The answer must be a single number: the count of lines in the data below that hold the word "impl".

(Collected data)
*****

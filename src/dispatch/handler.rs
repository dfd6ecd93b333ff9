//! # Packet Handlers
//!
//! Opcode handlers keyed by the name carried in each descriptor, with
//! zero-copy routing for the built-in set.
//!
//! Descriptors name their handler; the dispatch loop resolves the name
//! through this map and invokes the boxed trait object. Handlers registered
//! as *pre-auth* may run before backend authentication completes (the
//! handshake itself and the two admin short-frames); everything else is
//! gated on an authenticated session.

use std::borrow::Cow;
use std::collections::HashMap;

use crate::codec::framing::Frame;
use crate::codec::registry::Descriptor;
use crate::dispatch::engine::Engine;
use crate::dispatch::session::Session;
use crate::error::Result;

/// One opcode handler. The session is detached from the engine's table for
/// the duration of the call, so handlers may freely use the engine's
/// delivery and handoff surface against every *other* session.
pub trait PacketHandler: Send + Sync {
    fn handle(
        &self,
        engine: &mut Engine,
        session: &mut Session,
        frame: &Frame,
        descriptor: &Descriptor,
    ) -> Result<()>;
}

impl<F> PacketHandler for F
where
    F: Fn(&mut Engine, &mut Session, &Frame, &Descriptor) -> Result<()> + Send + Sync,
{
    fn handle(
        &self,
        engine: &mut Engine,
        session: &mut Session,
        frame: &Frame,
        descriptor: &Descriptor,
    ) -> Result<()> {
        self(engine, session, frame, descriptor)
    }
}

struct Entry {
    handler: Box<dyn PacketHandler>,
    pre_auth: bool,
}

/// Handler map with zero-copy opcode-name routing for statics.
/// Uses Cow<'static, str> to avoid heap allocations for known names.
#[derive(Default)]
pub struct HandlerMap {
    handlers: HashMap<Cow<'static, str>, Entry>,
}

impl HandlerMap {
    #[must_use]
    pub fn new() -> Self {
        Self::default()
    }

    pub fn register<H>(&mut self, name: impl Into<Cow<'static, str>>, handler: H) -> &mut Self
    where
        H: PacketHandler + 'static,
    {
        self.handlers.insert(
            name.into(),
            Entry {
                handler: Box::new(handler),
                pre_auth: false,
            },
        );
        self
    }

    /// Register a handler exempt from the authentication gate.
    pub fn register_pre_auth<H>(&mut self, name: impl Into<Cow<'static, str>>, handler: H) -> &mut Self
    where
        H: PacketHandler + 'static,
    {
        self.handlers.insert(
            name.into(),
            Entry {
                handler: Box::new(handler),
                pre_auth: true,
            },
        );
        self
    }

    #[must_use]
    pub fn contains(&self, name: &str) -> bool {
        self.handlers.contains_key(name)
    }

    #[must_use]
    pub fn is_pre_auth(&self, name: &str) -> bool {
        self.handlers.get(name).is_some_and(|e| e.pre_auth)
    }

    pub fn dispatch(
        &self,
        name: &str,
        engine: &mut Engine,
        session: &mut Session,
        frame: &Frame,
        descriptor: &Descriptor,
    ) -> Option<Result<()>> {
        self.handlers
            .get(name)
            .map(|e| e.handler.handle(engine, session, frame, descriptor))
    }
}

*****

*Task result*: 4